Raw data
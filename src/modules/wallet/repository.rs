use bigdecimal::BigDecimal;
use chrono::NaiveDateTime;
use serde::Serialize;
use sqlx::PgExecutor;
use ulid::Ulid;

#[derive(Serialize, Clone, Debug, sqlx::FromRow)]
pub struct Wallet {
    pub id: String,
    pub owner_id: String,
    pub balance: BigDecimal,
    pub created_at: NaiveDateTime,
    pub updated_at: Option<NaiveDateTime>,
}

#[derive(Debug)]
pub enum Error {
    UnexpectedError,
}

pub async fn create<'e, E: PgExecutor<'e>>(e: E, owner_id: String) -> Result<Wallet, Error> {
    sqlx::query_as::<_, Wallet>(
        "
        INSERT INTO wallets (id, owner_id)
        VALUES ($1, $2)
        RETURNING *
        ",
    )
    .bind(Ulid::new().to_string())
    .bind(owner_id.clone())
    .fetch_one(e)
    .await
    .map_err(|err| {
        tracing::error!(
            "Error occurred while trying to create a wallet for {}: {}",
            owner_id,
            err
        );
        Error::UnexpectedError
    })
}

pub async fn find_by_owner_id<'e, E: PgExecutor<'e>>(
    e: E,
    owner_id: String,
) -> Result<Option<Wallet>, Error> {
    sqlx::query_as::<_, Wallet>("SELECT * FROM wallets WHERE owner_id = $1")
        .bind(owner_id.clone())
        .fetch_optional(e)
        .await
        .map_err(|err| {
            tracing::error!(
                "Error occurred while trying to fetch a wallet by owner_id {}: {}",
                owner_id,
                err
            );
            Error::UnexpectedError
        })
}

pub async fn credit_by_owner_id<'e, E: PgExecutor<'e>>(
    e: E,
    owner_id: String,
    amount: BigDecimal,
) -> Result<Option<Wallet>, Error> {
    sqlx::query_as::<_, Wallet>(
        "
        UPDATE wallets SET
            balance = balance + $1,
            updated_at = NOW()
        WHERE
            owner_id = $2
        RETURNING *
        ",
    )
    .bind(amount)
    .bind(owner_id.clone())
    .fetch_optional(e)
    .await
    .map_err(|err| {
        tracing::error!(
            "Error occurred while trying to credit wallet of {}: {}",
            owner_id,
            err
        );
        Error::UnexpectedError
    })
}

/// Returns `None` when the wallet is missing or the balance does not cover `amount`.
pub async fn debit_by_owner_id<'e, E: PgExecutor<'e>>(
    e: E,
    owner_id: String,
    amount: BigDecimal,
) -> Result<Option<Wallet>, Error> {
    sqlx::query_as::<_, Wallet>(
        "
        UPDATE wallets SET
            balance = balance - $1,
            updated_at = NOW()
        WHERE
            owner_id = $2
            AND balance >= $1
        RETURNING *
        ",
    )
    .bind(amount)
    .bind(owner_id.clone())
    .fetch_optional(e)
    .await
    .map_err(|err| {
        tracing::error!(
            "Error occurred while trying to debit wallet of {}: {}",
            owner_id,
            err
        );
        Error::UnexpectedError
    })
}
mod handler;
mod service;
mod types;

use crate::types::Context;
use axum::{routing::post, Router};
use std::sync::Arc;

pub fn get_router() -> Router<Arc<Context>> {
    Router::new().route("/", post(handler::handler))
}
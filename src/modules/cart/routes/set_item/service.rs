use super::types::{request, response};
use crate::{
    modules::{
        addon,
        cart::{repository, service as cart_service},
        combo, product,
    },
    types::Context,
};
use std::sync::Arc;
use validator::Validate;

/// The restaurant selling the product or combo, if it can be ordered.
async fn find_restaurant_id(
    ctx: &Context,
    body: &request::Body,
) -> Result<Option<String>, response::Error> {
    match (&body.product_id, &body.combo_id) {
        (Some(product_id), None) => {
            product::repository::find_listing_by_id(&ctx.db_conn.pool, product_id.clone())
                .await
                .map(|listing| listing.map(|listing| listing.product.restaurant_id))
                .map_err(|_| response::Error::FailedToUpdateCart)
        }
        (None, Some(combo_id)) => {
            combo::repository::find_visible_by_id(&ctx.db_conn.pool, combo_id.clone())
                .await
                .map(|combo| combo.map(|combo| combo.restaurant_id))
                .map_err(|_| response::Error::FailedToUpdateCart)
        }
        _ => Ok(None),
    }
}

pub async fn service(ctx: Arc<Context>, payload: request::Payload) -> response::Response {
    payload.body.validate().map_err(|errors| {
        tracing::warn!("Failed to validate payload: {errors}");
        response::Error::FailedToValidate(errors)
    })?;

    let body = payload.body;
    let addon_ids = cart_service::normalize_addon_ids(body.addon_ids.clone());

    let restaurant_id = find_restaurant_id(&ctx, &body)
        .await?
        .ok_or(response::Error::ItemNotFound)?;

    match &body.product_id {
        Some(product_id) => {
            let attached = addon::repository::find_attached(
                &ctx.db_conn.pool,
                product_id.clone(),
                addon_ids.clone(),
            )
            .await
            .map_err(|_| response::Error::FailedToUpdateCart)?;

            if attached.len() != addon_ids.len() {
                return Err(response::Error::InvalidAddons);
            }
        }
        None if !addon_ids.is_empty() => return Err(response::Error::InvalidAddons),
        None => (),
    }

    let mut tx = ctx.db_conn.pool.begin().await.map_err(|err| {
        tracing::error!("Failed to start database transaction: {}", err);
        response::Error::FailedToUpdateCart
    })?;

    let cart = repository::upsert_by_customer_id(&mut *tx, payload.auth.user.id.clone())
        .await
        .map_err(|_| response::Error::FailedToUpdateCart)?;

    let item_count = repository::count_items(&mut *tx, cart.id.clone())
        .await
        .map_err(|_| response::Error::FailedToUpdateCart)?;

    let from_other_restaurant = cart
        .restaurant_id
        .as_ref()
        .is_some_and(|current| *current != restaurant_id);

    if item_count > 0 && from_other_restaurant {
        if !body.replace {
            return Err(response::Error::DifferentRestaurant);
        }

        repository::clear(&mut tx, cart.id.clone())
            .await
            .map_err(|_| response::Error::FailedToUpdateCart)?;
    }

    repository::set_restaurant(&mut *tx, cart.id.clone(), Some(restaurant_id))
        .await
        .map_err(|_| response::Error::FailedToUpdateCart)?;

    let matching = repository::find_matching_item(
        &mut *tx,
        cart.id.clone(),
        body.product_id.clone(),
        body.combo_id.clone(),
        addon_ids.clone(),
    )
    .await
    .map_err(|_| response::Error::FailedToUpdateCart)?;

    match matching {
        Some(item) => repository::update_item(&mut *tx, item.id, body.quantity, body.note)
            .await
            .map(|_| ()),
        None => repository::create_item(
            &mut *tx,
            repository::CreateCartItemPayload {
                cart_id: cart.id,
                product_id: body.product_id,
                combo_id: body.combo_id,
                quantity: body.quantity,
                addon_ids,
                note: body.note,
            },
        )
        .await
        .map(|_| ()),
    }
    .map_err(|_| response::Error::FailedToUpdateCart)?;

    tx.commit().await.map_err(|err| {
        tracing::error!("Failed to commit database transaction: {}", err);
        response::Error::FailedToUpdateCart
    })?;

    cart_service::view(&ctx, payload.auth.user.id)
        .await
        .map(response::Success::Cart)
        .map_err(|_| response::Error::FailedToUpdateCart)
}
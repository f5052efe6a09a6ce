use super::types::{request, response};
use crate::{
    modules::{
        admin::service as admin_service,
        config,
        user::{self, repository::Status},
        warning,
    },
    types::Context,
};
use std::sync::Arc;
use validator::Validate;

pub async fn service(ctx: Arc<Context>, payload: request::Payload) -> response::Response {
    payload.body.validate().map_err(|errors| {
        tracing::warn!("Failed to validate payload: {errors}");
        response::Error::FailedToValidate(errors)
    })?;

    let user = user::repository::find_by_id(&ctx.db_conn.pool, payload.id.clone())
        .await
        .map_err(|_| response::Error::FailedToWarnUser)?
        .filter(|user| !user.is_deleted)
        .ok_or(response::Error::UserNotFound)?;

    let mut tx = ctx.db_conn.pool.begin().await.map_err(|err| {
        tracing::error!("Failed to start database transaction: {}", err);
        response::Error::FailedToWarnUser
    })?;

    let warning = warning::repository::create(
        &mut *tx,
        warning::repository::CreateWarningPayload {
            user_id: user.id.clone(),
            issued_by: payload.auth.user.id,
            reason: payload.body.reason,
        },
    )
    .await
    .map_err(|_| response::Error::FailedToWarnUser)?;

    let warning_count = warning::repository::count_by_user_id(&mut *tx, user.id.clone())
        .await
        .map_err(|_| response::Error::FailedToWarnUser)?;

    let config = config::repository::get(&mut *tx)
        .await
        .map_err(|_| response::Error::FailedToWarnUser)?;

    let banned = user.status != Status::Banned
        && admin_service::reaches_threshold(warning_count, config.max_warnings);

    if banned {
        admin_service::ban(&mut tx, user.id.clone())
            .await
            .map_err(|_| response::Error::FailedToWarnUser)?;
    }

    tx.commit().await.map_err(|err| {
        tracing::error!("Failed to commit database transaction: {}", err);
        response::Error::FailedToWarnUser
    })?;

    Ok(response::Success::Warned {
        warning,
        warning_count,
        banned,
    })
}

--

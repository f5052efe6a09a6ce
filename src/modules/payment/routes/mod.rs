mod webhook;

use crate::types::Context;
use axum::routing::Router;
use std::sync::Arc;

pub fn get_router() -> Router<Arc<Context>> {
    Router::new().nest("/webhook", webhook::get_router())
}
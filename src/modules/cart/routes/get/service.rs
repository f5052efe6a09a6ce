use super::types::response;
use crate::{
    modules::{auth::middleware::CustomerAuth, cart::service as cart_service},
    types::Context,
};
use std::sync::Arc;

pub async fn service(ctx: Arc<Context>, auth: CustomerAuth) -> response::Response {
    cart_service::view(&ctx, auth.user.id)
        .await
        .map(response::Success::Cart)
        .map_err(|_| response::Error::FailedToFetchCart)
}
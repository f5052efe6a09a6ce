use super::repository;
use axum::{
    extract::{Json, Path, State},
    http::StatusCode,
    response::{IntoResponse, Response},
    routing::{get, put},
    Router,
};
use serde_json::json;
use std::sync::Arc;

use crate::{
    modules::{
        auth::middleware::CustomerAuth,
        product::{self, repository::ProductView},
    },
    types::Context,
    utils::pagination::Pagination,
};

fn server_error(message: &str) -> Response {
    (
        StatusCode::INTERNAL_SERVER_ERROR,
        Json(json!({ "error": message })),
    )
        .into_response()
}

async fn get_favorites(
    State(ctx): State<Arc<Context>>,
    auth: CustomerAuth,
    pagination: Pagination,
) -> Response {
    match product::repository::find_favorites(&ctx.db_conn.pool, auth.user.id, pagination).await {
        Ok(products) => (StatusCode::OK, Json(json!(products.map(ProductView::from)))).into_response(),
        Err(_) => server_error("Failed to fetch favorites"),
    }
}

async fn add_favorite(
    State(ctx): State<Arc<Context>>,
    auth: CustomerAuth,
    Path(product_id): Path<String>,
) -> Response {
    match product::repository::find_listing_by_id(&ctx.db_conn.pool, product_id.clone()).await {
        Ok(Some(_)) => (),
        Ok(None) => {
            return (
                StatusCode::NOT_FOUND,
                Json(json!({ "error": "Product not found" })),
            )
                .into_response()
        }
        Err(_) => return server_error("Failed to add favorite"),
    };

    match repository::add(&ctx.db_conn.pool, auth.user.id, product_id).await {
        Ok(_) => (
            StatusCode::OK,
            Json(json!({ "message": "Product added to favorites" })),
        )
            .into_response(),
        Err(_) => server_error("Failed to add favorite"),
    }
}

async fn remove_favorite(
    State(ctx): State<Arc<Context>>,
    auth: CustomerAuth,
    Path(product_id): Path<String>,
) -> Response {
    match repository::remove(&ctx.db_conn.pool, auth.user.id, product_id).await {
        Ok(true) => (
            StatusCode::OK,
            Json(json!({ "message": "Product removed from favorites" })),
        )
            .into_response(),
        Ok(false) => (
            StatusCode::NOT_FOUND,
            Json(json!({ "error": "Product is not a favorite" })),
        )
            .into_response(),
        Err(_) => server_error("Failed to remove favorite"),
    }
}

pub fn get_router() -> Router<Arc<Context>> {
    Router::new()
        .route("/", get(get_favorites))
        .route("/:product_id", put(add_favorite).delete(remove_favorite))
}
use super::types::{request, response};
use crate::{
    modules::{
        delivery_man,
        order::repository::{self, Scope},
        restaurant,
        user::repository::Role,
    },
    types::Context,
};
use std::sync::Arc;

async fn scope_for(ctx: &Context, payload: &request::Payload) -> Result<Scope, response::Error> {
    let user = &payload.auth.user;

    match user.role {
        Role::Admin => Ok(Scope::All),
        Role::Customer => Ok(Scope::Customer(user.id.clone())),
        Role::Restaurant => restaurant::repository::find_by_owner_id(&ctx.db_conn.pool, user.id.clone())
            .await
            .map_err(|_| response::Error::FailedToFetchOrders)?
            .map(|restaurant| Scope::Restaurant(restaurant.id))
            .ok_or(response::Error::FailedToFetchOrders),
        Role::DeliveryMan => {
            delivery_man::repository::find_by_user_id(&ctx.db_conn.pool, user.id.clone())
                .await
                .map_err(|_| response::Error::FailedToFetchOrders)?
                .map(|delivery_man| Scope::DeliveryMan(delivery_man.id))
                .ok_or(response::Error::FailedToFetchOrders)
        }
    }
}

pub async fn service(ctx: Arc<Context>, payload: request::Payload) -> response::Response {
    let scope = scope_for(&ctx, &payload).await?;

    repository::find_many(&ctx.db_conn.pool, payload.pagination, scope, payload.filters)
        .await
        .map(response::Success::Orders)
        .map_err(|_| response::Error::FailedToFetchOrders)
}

Task details
List all lines above in which the string "StatusCode" appears.

Response to the task
    http::StatusCode,
        StatusCode::INTERNAL_SERVER_ERROR,
        Ok(products) => (StatusCode::OK, Json(json!(products.map(ProductView::from)))).into_response(),
                StatusCode::NOT_FOUND,
            StatusCode::OK,
            StatusCode::OK,
            StatusCode::NOT_FOUND,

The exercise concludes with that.